Figure 1.1: Scientists taking a soil core as part of the scientific method. Source: National Science Foundation 2021

1) Reporting an observation or finding; 2) Developing a hypothesis to explain the observation or finding; 3) Testing the hypothesis using data and analyzing the results to determine if the data are significantly different than expected values under the null hypothesis; 4) Interpreting the results and comparing those with the results of other studies; and 5) Forming conclusions in the context of theory or principles. This scientific method shapes research and scientific activity, and also serves as the basis for making progress. Science contributes to ecological conservation by generating facts, improving understanding, and providing the ability to explain natural phenomena.

Conservation practices are aimed at protecting and managing the environment (Figure 1.2). Conservation practitioners must assess the consequences of their decisions through objective analysis of current conditions, plans for possible actions, and subjective evaluation of the significance of any anticipated changes. Practitioners must anticipate changes in order to formulate a best estimate of the expected outcome, without having full knowledge of, or confidence in, what will actually happen. The basic management method identifies goals and objectives, establishes baseline conditions, reviews options for action, anticipates changes under each option by collecting, analyzing and interpreting data to determine if these changes will be significant, documents expected benefits, and chooses a plan for action. Though this sequence is often performed with uncertainty and knowledge gaps, it is necessary for deciding what to do. Conservation practice contributes to the resolution of environmental problems by decisions, planning improvements, and anticipating future outcomes.

 

DIFFERING PERSPECTIVES OF SCIENCE AND PRACTICE

There are ways that science and practice fundamentally differ. Science is traditionally reductionist in that it aims to deal with hypotheses and specific questions. Scientists try to eliminate other factors that can confound responses to treatments. Recent trends in science, however, emphasize interdisciplinary collaboration and a more system-wide orientation. Practitioners are generally holistic in their approach, and consider the big picture so that all perspectives and facts are taken into account. Practitioners often work at a broad scale seeking to assemble, analyze and evaluate all the information associated with actions or change. Thus, science and practice may be converging with current trends, but traditionally diverge in scope.
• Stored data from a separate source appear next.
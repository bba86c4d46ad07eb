use crate::error::{Error, Result};
use crate::frame::{self, FRAME_PATTERN};
use crate::process::Tool;
use crate::workspace::Artifact;

use std::path::Path;

/// Decomposes a video into lossless, sequentially numbered PNG frames.
pub struct Extract;

impl Extract {
    pub fn arguments(input: &Path, frames_dir: &Path) -> Vec<String> {
        let mut args = super::ffmpeg_preamble();
        args.extend([
            "-i".into(), input.display().to_string(),
            "-map".into(), "0:v:0".into(),
            "-fps_mode".into(), "passthrough".into(),
            "-pix_fmt".into(), "rgb24".into(),
            "-vcodec".into(), "png".into(),
            "-start_number".into(), "1".into(),
            frames_dir.join(FRAME_PATTERN).display().to_string(),
        ]);
        args
    }

    pub fn execute(ffmpeg: &Tool, input: &Artifact, frames_dir: &Path) -> Result<usize> {
        tracing::info!(input = %input.local_path.display(), "extracting frames");
        ffmpeg.run(Self::arguments(&input.local_path, frames_dir))?;

        let count = frame::list_frames(frames_dir)?.len();
        if count == 0 {
            return Err(Error::Media("no frames could be extracted".to_string()));
        }
        tracing::info!(frames = count, "frames extracted");
        Ok(count)
    }
}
One polarizing notion is the significance of an outcome. Significance in science is quantitatively estimated as the probability that an observation deviates from a hypothesis, but science tolerates only very small probabilities. More specifically, science uses the probability level associated with rejecting a true null hypothesis. This is described as the probability of having a type I error (P ≤ 0.05). These data that form a type I error deviate from predictions under the null hypothesis, enough to be considered consistent with the alternative hypothesis. Significance in practice is more subjective and is often based on agency policies, public concerns, legal standards and responsibilities, personal preferences, and past case histories. Significance is not commonly estimated in practice. Instead, over time, a judgment is made as to whether practices are working.
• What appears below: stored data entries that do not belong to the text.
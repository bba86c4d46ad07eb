use std::fmt;

use image::error::ImageError;
use serde::Serialize;

/// Longest diagnostic excerpt carried by process and probe failures.
pub const MAX_DIAGNOSTIC_CHARS: usize = 500;

#[derive(Debug, thiserror::Error)]
pub enum Error {
    #[error("Invalid job input: {0}")]
    UserInput(String),

    #[error("Job rejected: {0}")]
    Policy(String),

    #[error("Failed to fetch source video: {0}")]
    Fetch(String),

    #[error("Media inspection failed: {0}")]
    ProbeExecution(String),

    #[error("Unusable media: {0}")]
    Media(String),

    #[error("{tool} failed: {message}")]
    ProcessExecution { tool: String, message: String },

    #[error("Missing configuration: {0}")]
    EnvironmentConfig(String),

    #[error("Failed to publish output: {0}")]
    Publish(String),

    #[error("I/O operation failed: {0}")]
    Io(#[from] std::io::Error),

    #[error("Failed to process image: {0}")]
    Image(#[from] ImageError),

    #[error("Internal error: {0}")]
    Internal(String),
}

/// Stable, serialisable classification of an [`Error`].
#[derive(Debug, Clone, Copy, PartialEq, Eq, Hash, Serialize)]
#[serde(rename_all = "snake_case")]
pub enum ErrorKind {
    UserInput,
    Policy,
    Fetch,
    ProbeExecution,
    Media,
    ProcessExecution,
    EnvironmentConfig,
    Publish,
    Io,
    Internal,
}

impl Error {
    pub fn kind(&self) -> ErrorKind {
        match self {
            Error::UserInput(_) => ErrorKind::UserInput,
            Error::Policy(_) => ErrorKind::Policy,
            Error::Fetch(_) => ErrorKind::Fetch,
            Error::ProbeExecution(_) => ErrorKind::ProbeExecution,
            Error::Media(_) => ErrorKind::Media,
            Error::ProcessExecution { .. } => ErrorKind::ProcessExecution,
            Error::EnvironmentConfig(_) => ErrorKind::EnvironmentConfig,
            Error::Publish(_) => ErrorKind::Publish,
            Error::Io(_) => ErrorKind::Io,
            Error::Image(_) => ErrorKind::Media,
            Error::Internal(_) => ErrorKind::Internal,
        }
    }

    pub fn process(tool: impl Into<String>, message: impl AsRef<str>) -> Self {
        Error::ProcessExecution {
            tool: tool.into(),
            message: excerpt(message.as_ref(), MAX_DIAGNOSTIC_CHARS),
        }
    }
}

impl fmt::Display for ErrorKind {
    fn fmt(&self, f: &mut fmt::Formatter<'_>) -> fmt::Result {
        let name = match self {
            ErrorKind::UserInput => "UserInputError",
            ErrorKind::Policy => "PolicyError",
            ErrorKind::Fetch => "FetchError",
            ErrorKind::ProbeExecution => "ProbeExecutionError",
            ErrorKind::Media => "MediaError",
            ErrorKind::ProcessExecution => "ProcessExecutionError",
            ErrorKind::EnvironmentConfig => "EnvironmentConfigError",
            ErrorKind::Publish => "PublishError",
            ErrorKind::Io => "IoError",
            ErrorKind::Internal => "InternalError",
        };
        f.write_str(name)
    }
}

/// Keeps the tail of `text`, where tools put the line that explains the failure.
pub fn excerpt(text: &str, max_chars: usize) -> String {
    let text = text.trim();
    let count = text.chars().count();
    if count <= max_chars {
        return text.to_string();
    }
    text.chars().skip(count - max_chars).collect()
}

pub type Result<T> = std::result::Result<T, Error>;

#[cfg(test)]
mod tests {
    use super::*;

    #[test]
    fn excerpt_keeps_short_text() {
        assert_eq!(excerpt("  boom \n", 500), "boom");
    }

    #[test]
    fn excerpt_keeps_tail_within_limit() {
        let long = format!("{}END", "x".repeat(1000));
        let cut = excerpt(&long, MAX_DIAGNOSTIC_CHARS);
        assert_eq!(cut.chars().count(), MAX_DIAGNOSTIC_CHARS);
        assert!(cut.ends_with("END"));
    }

    #[test]
    fn excerpt_respects_char_boundaries() {
        let text = "é".repeat(600);
        assert_eq!(excerpt(&text, 10), "é".repeat(10));
    }

    #[test]
    fn process_errors_are_truncated() {
        let error = Error::process("ffmpeg", "y".repeat(2000));
        match error {
            Error::ProcessExecution { message, .. } => assert_eq!(message.len(), MAX_DIAGNOSTIC_CHARS),
            other => panic!("unexpected error: {other:?}"),
        }
    }

    #[test]
    fn kinds_display_taxonomy_names() {
        assert_eq!(Error::Policy("x".into()).kind().to_string(), "PolicyError");
        assert_eq!(Error::Publish("x".into()).kind().to_string(), "PublishError");
    }
}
Figure 1.2: The practice of conservation. Source: United States Department of Agriculture 2021

Finally, achievement and progress are viewed differently in science and practice. In science the published scientific literature shows progress through changing principles and advancements in understanding. Major results are frequently challenged, tested and revised, and the theories, principles, and paradigms developed by the synthesis of these findings provide a progression of ideas and accepted truths which accumulate in the scientific literature. These widely accepted principles of science are presented in books and taught in schools. That is why scientists are expected to publish articles and present lectures. For practitioners, the basis for decisions are often poorly documented in a systematic manner, and few true management journals, books and courses exist. Little time is afforded to communicate methods or results of management studies. Thus, study results and predictions are rarely checked or verified. Rather, institutional experience is derived from successes, and people with institutional experience pass on those lessons inside an organization. Laws, policies, and practices often change for reasons other than management success or failure.
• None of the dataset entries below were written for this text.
use crate::error::{Error, Result};

use std::ffi::OsStr;
use std::io::Read;
use std::path::{Path, PathBuf};
use std::process::{Child, Command, ExitStatus, Stdio};
use std::thread::{self, JoinHandle};
use std::time::{Duration, Instant};

/// An external program invoked with captured output and an optional deadline.
#[derive(Clone, Debug)]
pub struct Tool {
    program: PathBuf,
    timeout: Option<Duration>,
}

#[derive(Debug)]
pub struct ToolOutput {
    pub stdout: String,
    pub stderr: String,
}

impl Tool {
    const POLL_INTERVAL: Duration = Duration::from_millis(50);

    pub fn new(program: impl Into<PathBuf>) -> Self {
        Self { program: program.into(), timeout: None }
    }

    pub fn with_timeout(mut self, timeout: Option<Duration>) -> Self {
        self.timeout = timeout;
        self
    }

    pub fn program(&self) -> &Path {
        &self.program
    }

    fn name(&self) -> String {
        self.program
            .file_name()
            .map(|name| name.to_string_lossy().into_owned())
            .unwrap_or_else(|| self.program.display().to_string())
    }

    fn spawn<I, S>(&self, args: I) -> Result<Child>
    where
        I: IntoIterator<Item = S>,
        S: AsRef<OsStr>,
    {
        Command::new(&self.program)
            .args(args)
            .stdin(Stdio::null())
            .stdout(Stdio::piped())
            .stderr(Stdio::piped())
            .spawn()
            .map_err(|e| Error::process(self.name(), format!("failed to start: {}", e)))
    }

    fn drain<R: Read + Send + 'static>(source: Option<R>) -> JoinHandle<String> {
        thread::spawn(move || {
            let mut buffer = Vec::new();
            if let Some(mut source) = source {
                let _ = source.read_to_end(&mut buffer);
            }
            String::from_utf8_lossy(&buffer).into_owned()
        })
    }

    fn wait(&self, child: &mut Child) -> Result<ExitStatus> {
        let started = Instant::now();
        loop {
            if let Some(status) = child.try_wait()? {
                return Ok(status);
            }
            if let Some(timeout) = self.timeout {
                if started.elapsed() >= timeout {
                    let _ = child.kill();
                    let _ = child.wait();
                    return Err(Error::process(
                        self.name(),
                        format!("timed out after {}s", timeout.as_secs_f64()),
                    ));
                }
            }
            thread::sleep(Self::POLL_INTERVAL);
        }
    }

    /// Runs the tool to completion; a non-zero exit becomes `ProcessExecution`
    /// carrying the tail of stderr.
    pub fn run<I, S>(&self, args: I) -> Result<ToolOutput>
    where
        I: IntoIterator<Item = S>,
        S: AsRef<OsStr>,
    {
        let mut child = self.spawn(args)?;
        let stdout = Self::drain(child.stdout.take());
        let stderr = Self::drain(child.stderr.take());
        // On timeout the readers are detached: grandchildren may still hold
        // the pipes open after the child is killed.
        let status = self.wait(&mut child)?;
        let output = ToolOutput {
            stdout: stdout.join().unwrap_or_default(),
            stderr: stderr.join().unwrap_or_default(),
        };

        if status.success() {
            tracing::debug!(tool = %self.name(), "tool finished");
            return Ok(output);
        }

        let code = status
            .code()
            .map(|code| code.to_string())
            .unwrap_or_else(|| "signal".to_string());
        let diagnostic = if output.stderr.trim().is_empty() {
            format!("exit status {}", code)
        } else {
            format!("exit status {}: {}", code, output.stderr.trim())
        };
        Err(Error::process(self.name(), diagnostic))
    }
}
SHARED PERSPECTIVES OF SCIENCE AND PRACTICE

Scientists and practitioners have much common ground as well. Many have similar reasons for directing their careers to include the environment early in their lives. They are often science-oriented, with a technical education focused on a single discipline. They make use of studies to accomplish their work, with a heavy reliance on data and objective analyses. Many have a high regard for precise, quantitative results underpinned with biological knowledge. They often find that written material is the primary measure of productivity and that those writings are almost always subjected to independent reviews. And, most eventually encounter frustrations due to restrictions on topics and priorities often because of funding availability.

CHALLENGES WITH MERGING SCIENCE AND PRACTICE

Ecological conservation is informed by science. Science provides the facts, guidance, and methods to protect and improve our environment. Conservation is the act of putting science into practice. However, science and practice are not necessarily close in perspective, values, methods, and considerations. The relationship between science and practice varies by approach, though a close coordination between science and practice is seen as a key to success in ecological conservation. The differences in thinking between science and practice seem to be a product of the workplace, on-the-job demands, and the local culture (Pouyat 1999). Acknowledging the differences between science and practice across conservation techniques can provide a broader and potentially more effective approach to ecological conservation.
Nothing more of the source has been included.